Debout dans la tempête

C’est de l’intérieur du pays que le ton a été donné. Samedi dernier à Fada, le collectif CGTB section de l’Est a organisé une marche pour demander au gouvernement « l’arrêt immédiat des prélèvements de l’IUTS sur les indemnités et les primes des travailleurs et le remboursement dans des meilleurs délais, des coupures déjà opérées»…. Ainsi donc, le débat semble subrepticement glisser de la force de la raison, vers la raison de la force, vers une nouvelle fronde sociale sur la question des prélèvements de l’IUTS sur les primes et indemnités des travailleurs du public. Une confrontation dont le pays, en proie à une menace terroriste dont l’ampleur et l’évolution sont jusque-là inédites, aurait pu bien se passer. Les appels du gouvernement au dialogue ne trouvent, pour l’instant, pas d’écho, auprès des partenaires sociaux. Cette réforme, il faut le reconnaitre, a beau avoir son fondement dans la légalité (la disposition existe depuis la loi de finances 2017), la légitimité (principe d’égalité et d’équité consacré par la Constitution), elle reste impopulaire et suscite même des appréhensions jusqu’au sein même de l’exécutif, en ce qu’elle touche au portefeuille des agents de l’Etat. L’essentiel, de notre point de vue, est moins de savoir qui remporterait la bataille en définitive, la bataille de l’opinion et partant le combat que de renouer le plus rapidement possible le fil du dialogue entre le gouvernement et les partenaires sociaux.
Pour sûr, le budget de l’Etat accuserait le coup d’un renoncement à l’application de l’IUTS (3e impôt de l’Etat en termes de performances) aux primes et indemnités des agents du public (ce qui emporterait le renoncement à l’imposition des agents du secteur privé).

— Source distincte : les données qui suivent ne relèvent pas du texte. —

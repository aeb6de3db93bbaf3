pub mod endpoint;
pub mod request;

pub use endpoint::Endpoint;
pub use request::RequestDescriptor;
use derive_getters::Getters;
use derive_new::new;
use serde::Deserialize;

#[derive(Debug, Deserialize, Getters, new)]
pub struct SofascoreSeasonsDto {
    seasons: Vec<SofascoreSeasonDto>,
}

#[derive(Debug, Deserialize, Getters, new)]
pub struct SofascoreSeasonDto {
    id: u64,
    name: String,
    year: String,
}

#[derive(Debug, Deserialize, Getters, new)]
pub struct SofascorePlayerDetailDto {
    player: SofascorePlayerDto,
}

#[derive(Debug, Deserialize, Getters, new)]
#[serde(rename_all = "camelCase")]
pub struct SofascorePlayerDto {
    id: u64,
    name: String,
    short_name: Option<String>,
    position: Option<String>,
    jersey_number: Option<String>,
    height: Option<u32>,
    preferred_foot: Option<String>,
    team: Option<SofascoreTeamDto>,
    country: Option<SofascoreCountryDto>,
}

#[derive(Debug, Deserialize, Getters, new)]
pub struct SofascoreTeamDto {
    id: u64,
    name: String,
}

#[derive(Debug, Deserialize, Getters, new)]
pub struct SofascoreCountryDto {
    name: Option<String>,
}
pub mod api;
pub mod app;
pub mod config;
pub mod models;

#[cfg(test)]
mod test;
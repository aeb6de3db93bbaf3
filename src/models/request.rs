use std::collections::BTreeMap;

use anyhow::{Context, Result};
use derive_getters::Getters;
use reqwest::Url;

use crate::config::ApiConfig;

pub const API_KEY_HEADER: &str = "x-rapidapi-key";
pub const API_HOST_HEADER: &str = "x-rapidapi-host";

/// Everything needed to issue one GET request. The two RapidAPI headers are
/// always present since the only constructor inserts them.
#[derive(Clone, Getters)]
pub struct RequestDescriptor {
    base_url: String,
    path: String,
    query: BTreeMap<String, String>,
    headers: BTreeMap<String, String>,
}

impl RequestDescriptor {
    pub fn new(config: &ApiConfig, path: &str) -> Self {
        let mut headers = BTreeMap::new();
        headers.insert(API_KEY_HEADER.to_string(), config.api_key().clone());
        headers.insert(API_HOST_HEADER.to_string(), config.api_host().clone());

        Self {
            base_url: config.base_url().clone(),
            path: path.trim_start_matches('/').to_string(),
            query: BTreeMap::new(),
            headers,
        }
    }

    pub fn with_param(mut self, key: &str, value: &str) -> Self {
        self.query.insert(key.to_string(), value.to_string());
        self
    }

    pub fn header_names(&self) -> Vec<&str> {
        self.headers.keys().map(String::as_str).collect()
    }

    pub fn url(&self) -> Result<Url> {
        let raw = format!("{}/{}", self.base_url.trim_end_matches('/'), self.path);
        let mut url =
            Url::parse(&raw).with_context(|| format!("Invalid request URL '{}'", raw))?;

        if !self.query.is_empty() {
            url.query_pairs_mut().extend_pairs(self.query.iter());
        }

        Ok(url)
    }
}
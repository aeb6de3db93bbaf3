#[cfg(test)]
mod tests {
    use serde_json::json;

    use crate::{
        api::{sofascore, utils::make_request},
        models::RequestDescriptor,
        test::stub::{header, request_line, serve_once, serve_raw_once, test_client, test_config},
    };

    #[tokio::test]
    async fn issues_exact_path_query_and_headers() {
        let (base_url, server) = serve_once("200 OK", r#"{"seasons": []}"#).await;
        let config = test_config(&base_url);

        sofascore::get_tournament_seasons(17, &test_client(), &config)
            .await
            .unwrap();

        let head = server.await.unwrap();
        assert_eq!(
            request_line(&head),
            "GET /tournaments/get-seasons?tournamentId=17 HTTP/1.1"
        );
        assert_eq!(header(&head, "x-rapidapi-key"), Some("test-key"));
        assert_eq!(
            header(&head, "x-rapidapi-host"),
            Some("sofascore.p.rapidapi.com")
        );
    }

    #[tokio::test]
    async fn player_detail_uses_player_id() {
        let (base_url, server) = serve_once("200 OK", r#"{"player": {"id": 750}}"#).await;
        let config = test_config(&base_url);

        let result = sofascore::get_player_detail(750, &test_client(), &config)
            .await
            .unwrap();

        let head = server.await.unwrap();
        assert_eq!(
            request_line(&head),
            "GET /players/detail?playerId=750 HTTP/1.1"
        );
        assert_eq!(result["player"]["id"], 750);
    }

    #[tokio::test]
    async fn decodes_body_exactly() {
        let (base_url, _server) = serve_once("200 OK", r#"{"seasons": []}"#).await;
        let config = test_config(&base_url);

        let result = sofascore::get_tournament_seasons(17, &test_client(), &config)
            .await
            .unwrap();

        assert_eq!(result, json!({"seasons": []}));
        assert_eq!(result.to_string(), r#"{"seasons":[]}"#);
    }

    #[tokio::test]
    async fn generic_get_passes_all_params() {
        let (base_url, server) = serve_once("200 OK", "[1, 2, 3]").await;
        let config = test_config(&base_url);
        let params = vec![
            ("teamId".to_string(), "23400".to_string()),
            ("page".to_string(), "0".to_string()),
        ];

        let result = sofascore::get("/teams/get-players", &params, &test_client(), &config)
            .await
            .unwrap();

        let head = server.await.unwrap();
        assert_eq!(
            request_line(&head),
            "GET /teams/get-players?page=0&teamId=23400 HTTP/1.1"
        );
        assert_eq!(result, json!([1, 2, 3]));
    }

    #[tokio::test]
    async fn non_success_status_is_an_error() {
        let (base_url, _server) =
            serve_once("403 Forbidden", r#"{"message": "Invalid API key"}"#).await;
        let config = test_config(&base_url);

        let err = sofascore::get_tournament_seasons(17, &test_client(), &config)
            .await
            .unwrap_err();

        let message = format!("{:#}", err);
        assert!(message.contains("403"), "{}", message);
        assert!(message.contains("tournaments/get-seasons"), "{}", message);
    }

    #[tokio::test]
    async fn malformed_body_is_an_error() {
        let (base_url, _server) = serve_once("200 OK", "<html>oops</html>").await;
        let config = test_config(&base_url);
        let request = RequestDescriptor::new(&config, "players/detail").with_param("playerId", "750");

        let result = make_request(&test_client(), &request).await;

        assert!(result.is_err());
    }

    #[tokio::test]
    async fn truncated_body_is_an_error_naming_the_path() {
        let (base_url, _server) = serve_raw_once(
            "HTTP/1.1 200 OK\r\nContent-Length: 100\r\nConnection: close\r\n\r\n{\"seas".to_string(),
        )
        .await;
        let config = test_config(&base_url);
        let request = RequestDescriptor::new(&config, "tournaments/get-seasons");

        let err = make_request(&test_client(), &request).await.unwrap_err();

        let message = format!("{:#}", err);
        assert!(
            message.contains("Failed to read response body from tournaments/get-seasons"),
            "{}",
            message
        );
    }

    #[tokio::test]
    async fn connection_refused_is_an_error() {
        let config = test_config("http://127.0.0.1:1");
        let request = RequestDescriptor::new(&config, "players/detail");

        assert!(make_request(&test_client(), &request).await.is_err());
    }
}
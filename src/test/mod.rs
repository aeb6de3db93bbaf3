mod sofascore;
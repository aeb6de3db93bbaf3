use anyhow::{Context, Error, Result};
use reqwest::Client;
use serde::de::DeserializeOwned;
use serde_json::Value;
use tracing::debug;

use crate::models::RequestDescriptor;

pub async fn make_request(client: &Client, request: &RequestDescriptor) -> Result<Value> {
    let url = request.url()?;
    debug!(
        path = %url.path(),
        query = url.query().unwrap_or(""),
        headers = ?request.header_names(),
        "sending request"
    );

    let mut builder = client.get(url);
    for (name, value) in request.headers() {
        builder = builder.header(name, value);
    }

    let res = builder
        .send()
        .await
        .with_context(|| format!("Request to {} failed", request.path()))?;

    debug!(status = %res.status(), "received response");

    if !res.status().is_success() {
        return Err(Error::msg(format!(
            "Request failed: {} ({})",
            res.status(),
            request.path()
        )));
    }

    let text = res
        .text()
        .await
        .with_context(|| format!("Failed to read response body from {}", request.path()))?;
    let data = serde_json::from_str::<Value>(&text)
        .with_context(|| format!("Failed to decode JSON response from {}", request.path()))?;

    Ok(data)
}

pub fn parse_response_object<T>(data: Value, error_msg: &str) -> Result<T>
where
    T: DeserializeOwned,
{
    match data {
        Value::Object(obj) => serde_json::from_value(Value::Object(obj))
            .with_context(|| error_msg.to_string()),
        _ => Err(Error::msg("Unexpected API response format: not an object")),
    }
}
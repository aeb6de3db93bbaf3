use std::{path::PathBuf, time::Duration};

use anyhow::{Result, anyhow};
use clap::{Parser, Subcommand};
use sofascore_cli::{
    app::{App, OutputFormat, utils},
    config::{self, ApiConfig},
    models::Endpoint,
};
use tracing_subscriber::EnvFilter;

#[derive(Parser)]
#[command(name = "sofascore", author, version, about)]
struct Cli {
    #[clap(subcommand)]
    command: Command,

    /// Print indented JSON
    #[clap(long, global = true, conflicts_with = "summary")]
    pretty: bool,

    /// Print a short human-readable summary for known endpoints
    #[clap(long, global = true)]
    summary: bool,

    /// Read RAPIDAPI_KEY and friends from this file instead of ./.env
    #[clap(long, global = true)]
    env_file: Option<String>,

    /// Request timeout in seconds
    #[clap(long, global = true, default_value_t = 30, value_parser = clap::value_parser!(u64).range(1..))]
    timeout: u64,

    #[clap(short, long, global = true)]
    verbose: bool,
}

#[derive(Subcommand)]
enum Command {
    /// Player details
    PlayerDetail {
        #[clap(long, default_value_t = Endpoint::PlayerDetail.default_id())]
        player_id: u64,
    },
    /// Seasons of a tournament
    TournamentSeasons {
        #[clap(long, default_value_t = Endpoint::TournamentSeasons.default_id())]
        tournament_id: u64,
    },
    /// GET an arbitrary path
    Get {
        path: String,
        /// Query parameter as key=value, repeatable
        #[clap(short = 'q', long = "query", value_parser = parse_query)]
        query: Vec<(String, String)>,
    },
    /// List known endpoints
    Endpoints,
}

fn parse_query(arg: &str) -> Result<(String, String), String> {
    utils::parse_param(arg).map_err(|e| e.to_string())
}

#[tokio::main]
async fn main() -> Result<()> {
    let cli = Cli::parse();

    let default_level = if cli.verbose { "debug" } else { "warn" };
    tracing_subscriber::fmt()
        .compact()
        .without_time()
        .with_writer(std::io::stderr)
        .with_env_filter(
            EnvFilter::try_from_default_env().unwrap_or_else(|_| EnvFilter::new(default_level)),
        )
        .init();

    let load_config = || -> Result<ApiConfig> {
        match &cli.env_file {
            Some(path) => {
                let path = PathBuf::from(shellexpand::tilde(path).into_owned());
                ApiConfig::from_env_file(&path)
            }
            None => {
                config::load_dotenv()?;
                ApiConfig::from_env()
            }
        }
    };

    let format = match (cli.pretty, cli.summary) {
        (true, _) => OutputFormat::Pretty,
        (_, true) => OutputFormat::Summary,
        _ => OutputFormat::Compact,
    };
    let timeout = Duration::from_secs(cli.timeout);

    let output = match &cli.command {
        Command::Endpoints => utils::list_endpoints(),
        Command::PlayerDetail { player_id } => {
            App::new(load_config()?, format, timeout)?
                .fetch_endpoint(Endpoint::PlayerDetail, *player_id)
                .await?
        }
        Command::TournamentSeasons { tournament_id } => {
            App::new(load_config()?, format, timeout)?
                .fetch_endpoint(Endpoint::TournamentSeasons, *tournament_id)
                .await?
        }
        Command::Get { path, query } => {
            if path.trim_matches('/').is_empty() {
                return Err(anyhow!("Path must not be empty"));
            }
            App::new(load_config()?, format, timeout)?
                .fetch_path(path, query)
                .await?
        }
    };

    println!("{}", output);

    Ok(())
}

Ce qui n’exclut pas qu’un dialogue franc et sincère qui ne tienne compte que de l’intérêt supérieur de la Nation, permette aux travailleurs d’obtenir une réponse tout aussi claire sur la question que nombre de contribuables se posent : où vont nos impôts ? Car les considérations idéologiques mises à part, certains contribuables n’attendent que des gages de gestions exemplaires des deniers publics. Des préoccupations pertinentes (liées notamment à la rationalisation du train de vie de l’Etat) issues de la conférence nationale des forces vives de la Nation sur le système de rémunération des agents publics de l’Etat pourraient enfin trouver un cadre approprié de résolution. Ce dialogue a été le ferment de la résilience du peuple burkinabè. En guerre contre le terrorisme, bien loin de s’apitoyer sur son sort, il a su rester debout dans la tempête et même marqué de bons points dans sa ferme résolution à transformer structurellement son économie dans le cadre du Plan national de développement économique et social (PNDES). Disons-le, il serait malsain de parler de victoire pour un camp quand syndicat et autorité se crêpent les chignons.

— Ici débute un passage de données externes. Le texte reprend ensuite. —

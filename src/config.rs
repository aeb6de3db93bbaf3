use std::{
    collections::HashMap,
    fmt,
    path::{Path, PathBuf},
};

use anyhow::{Context, Result};
use derive_getters::Getters;
use derive_new::new;
use tracing::debug;

pub const DEFAULT_BASE_URL: &str = "https://sofascore.p.rapidapi.com";
pub const DEFAULT_API_HOST: &str = "sofascore.p.rapidapi.com";

pub const API_KEY_VAR: &str = "RAPIDAPI_KEY";
pub const API_HOST_VAR: &str = "RAPIDAPI_HOST";
pub const BASE_URL_VAR: &str = "SOFASCORE_BASE_URL";

#[derive(Clone, Getters, new)]
pub struct ApiConfig {
    base_url: String,
    api_key: String,
    api_host: String,
}

impl fmt::Debug for ApiConfig {
    fn fmt(&self, f: &mut fmt::Formatter<'_>) -> fmt::Result {
        f.debug_struct("ApiConfig")
            .field("base_url", &self.base_url)
            .field("api_key", &"<redacted>")
            .field("api_host", &self.api_host)
            .finish()
    }
}

impl ApiConfig {
    pub fn from_env() -> Result<Self> {
        Self::from_lookup(|name| std::env::var(name).ok())
    }

    /// Values in the file take precedence over the process environment.
    /// The file is parsed only; nothing is exported into the environment.
    pub fn from_env_file(path: &Path) -> Result<Self> {
        let mut vars = HashMap::new();
        let iter = dotenv::from_path_iter(path)
            .with_context(|| format!("Failed to open env file {}", path.display()))?;

        for item in iter {
            let (key, value) = item
                .with_context(|| format!("Failed to parse env file {}", path.display()))?;
            vars.insert(key, value);
        }

        Self::from_lookup(|name| {
            vars.get(name)
                .filter(|value| !value.trim().is_empty())
                .cloned()
                .or_else(|| std::env::var(name).ok())
        })
    }

    pub fn from_lookup<F>(lookup: F) -> Result<Self>
    where
        F: Fn(&str) -> Option<String>,
    {
        let non_empty = |name: &str| lookup(name).filter(|value| !value.trim().is_empty());

        let api_key = non_empty(API_KEY_VAR)
            .with_context(|| format!("Missing {} in environment", API_KEY_VAR))?;
        let api_host = non_empty(API_HOST_VAR).unwrap_or_else(|| DEFAULT_API_HOST.to_string());
        let base_url = non_empty(BASE_URL_VAR).unwrap_or_else(|| DEFAULT_BASE_URL.to_string());

        Ok(Self::new(base_url, api_key, api_host))
    }
}

/// Loads `./.env` (or the first one found in a parent directory) into the
/// process environment. A missing file is fine; a malformed one is an error.
pub fn load_dotenv() -> Result<()> {
    loaded(dotenv::dotenv())
}

pub fn load_dotenv_from(path: &Path) -> Result<()> {
    loaded(dotenv::from_path(path).map(|_| path.to_path_buf()))
}

fn loaded(result: dotenv::Result<PathBuf>) -> Result<()> {
    match result {
        Ok(path) => {
            debug!(path = %path.display(), "loaded env file");
            Ok(())
        }
        Err(e) if e.not_found() => Ok(()),
        Err(e) => Err(e).context("Failed to load .env file"),
    }
}
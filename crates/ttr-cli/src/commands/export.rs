//! Export command: a day's summary as CSV.
//!
//! This is the tabular sink the report hands its summary rows to. The
//! shape is one row per task plus a trailing total row; the `important`
//! column is blank on the total.

use std::io::Write;
use std::path::Path;

use anyhow::{Context, Result};
use chrono::NaiveDate;

use ttr_core::{SummaryRow, summary_rows};
use ttr_db::Database;

use super::report::generate;

/// Serializes summary rows as CSV into any writer.
pub fn write_csv<W: Write>(writer: W, rows: &[SummaryRow]) -> Result<()> {
    let mut wtr = csv::Writer::from_writer(writer);
    wtr.write_record(["task", "important", "hours"])?;
    for row in rows {
        let important = match row.important {
            Some(true) => "1",
            Some(false) => "0",
            None => "",
        };
        let hours = format!("{:.2}", row.hours);
        wtr.write_record([row.task.as_str(), important, hours.as_str()])?;
    }
    wtr.flush()?;
    Ok(())
}

/// Runs the export command, writing to `out` or stdout.
pub fn run(
    db: &Database,
    date: NaiveDate,
    out: Option<&Path>,
    important_only: bool,
) -> Result<()> {
    let report = generate(db, date)?;
    let rows = summary_rows(&report, important_only);

    match out {
        Some(path) => {
            let file = std::fs::File::create(path)
                .with_context(|| format!("failed to create {}", path.display()))?;
            write_csv(file, &rows)?;
            println!("Exported {} row(s) to {}", rows.len(), path.display());
        }
        None => write_csv(std::io::stdout().lock(), &rows)?,
    }
    Ok(())
}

Le Burkinabè lamda trinque à coup sûr ! Les « frappes » ont beau être « chirurgicales », « ciblées » de surcroît, elles feront du mal à tous, car la paralysie de la machine publique et privée n’épargnera personne, pas plus qu’elle n’améliorera le revenu déjà modique de nos concitoyens privilégiés par un travail salarié.

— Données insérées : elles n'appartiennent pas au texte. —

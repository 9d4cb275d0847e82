//! Backup command: timestamped copy of the database file.
//!
//! A backup is a plain file copy - SQLite keeps the store in one file and
//! every mutation commits before returning, so copying the file outside a
//! write yields a consistent snapshot for this single-writer application.

use std::fs;
use std::path::{Path, PathBuf};
use std::time::{Duration, SystemTime};

use anyhow::{Context, Result};
use chrono::NaiveDateTime;

/// Copies `database_path` into `backup_dir` with a timestamped name.
///
/// With `max_age_days` set, the copy is skipped when the newest existing
/// backup is younger than that many days; returns `None` in that case.
pub fn run(
    database_path: &Path,
    backup_dir: &Path,
    max_age_days: Option<u64>,
    now: NaiveDateTime,
) -> Result<Option<PathBuf>> {
    anyhow::ensure!(
        database_path.exists(),
        "database not found: {}",
        database_path.display()
    );
    fs::create_dir_all(backup_dir)
        .with_context(|| format!("failed to create {}", backup_dir.display()))?;

    if let Some(days) = max_age_days {
        if let Some(age) = newest_backup_age(backup_dir)? {
            let threshold = Duration::from_secs(days * 24 * 60 * 60);
            if age < threshold {
                tracing::debug!(?age, "newest backup is recent, skipping");
                return Ok(None);
            }
        }
    }

    let dest = backup_dir.join(format!("ttr-{}.db", now.format("%Y%m%d-%H%M%S")));
    fs::copy(database_path, &dest)
        .with_context(|| format!("failed to copy database to {}", dest.display()))?;
    Ok(Some(dest))
}

/// Age of the newest file in the backup directory, if any.
fn newest_backup_age(backup_dir: &Path) -> Result<Option<Duration>> {
    let mut newest: Option<SystemTime> = None;
    for dir_entry in fs::read_dir(backup_dir)? {
        let dir_entry = dir_entry?;
        if !dir_entry.file_type()?.is_file() {
            continue;
        }
        let modified = dir_entry.metadata()?.modified()?;
        if newest.is_none_or(|current| modified > current) {
            newest = Some(modified);
        }
    }
    Ok(newest.map(|modified| {
        SystemTime::now()
            .duration_since(modified)
            .unwrap_or(Duration::ZERO)
    }))
}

Le Burkinabè nouveau sait d’où il vient ! Le plus beau est à venir pour le Burkina Faso sur orbite, et ce n’est pas un vœu pieux. Un peu de concession et de don de soi nous le fera naître ! Gageons que l’intérêt supérieur de la Nation sera sauf dans l’arène que dressent avec véhémence les organisations syndicales.
En ce temps de carême chrétien, nous devons partager ce passage du mandement 2020 de l’archevêque métropolitain de Ouagadougou sur la responsabilité de tous dans le retour de la paix au Burkina Faso. « Nous devons quitter la logique de l’équilibre par la peur et acquérir une nouvelle conscience morale, le sens d’une éthique globale de solidarité et de coopération au service d’un avenir commun ».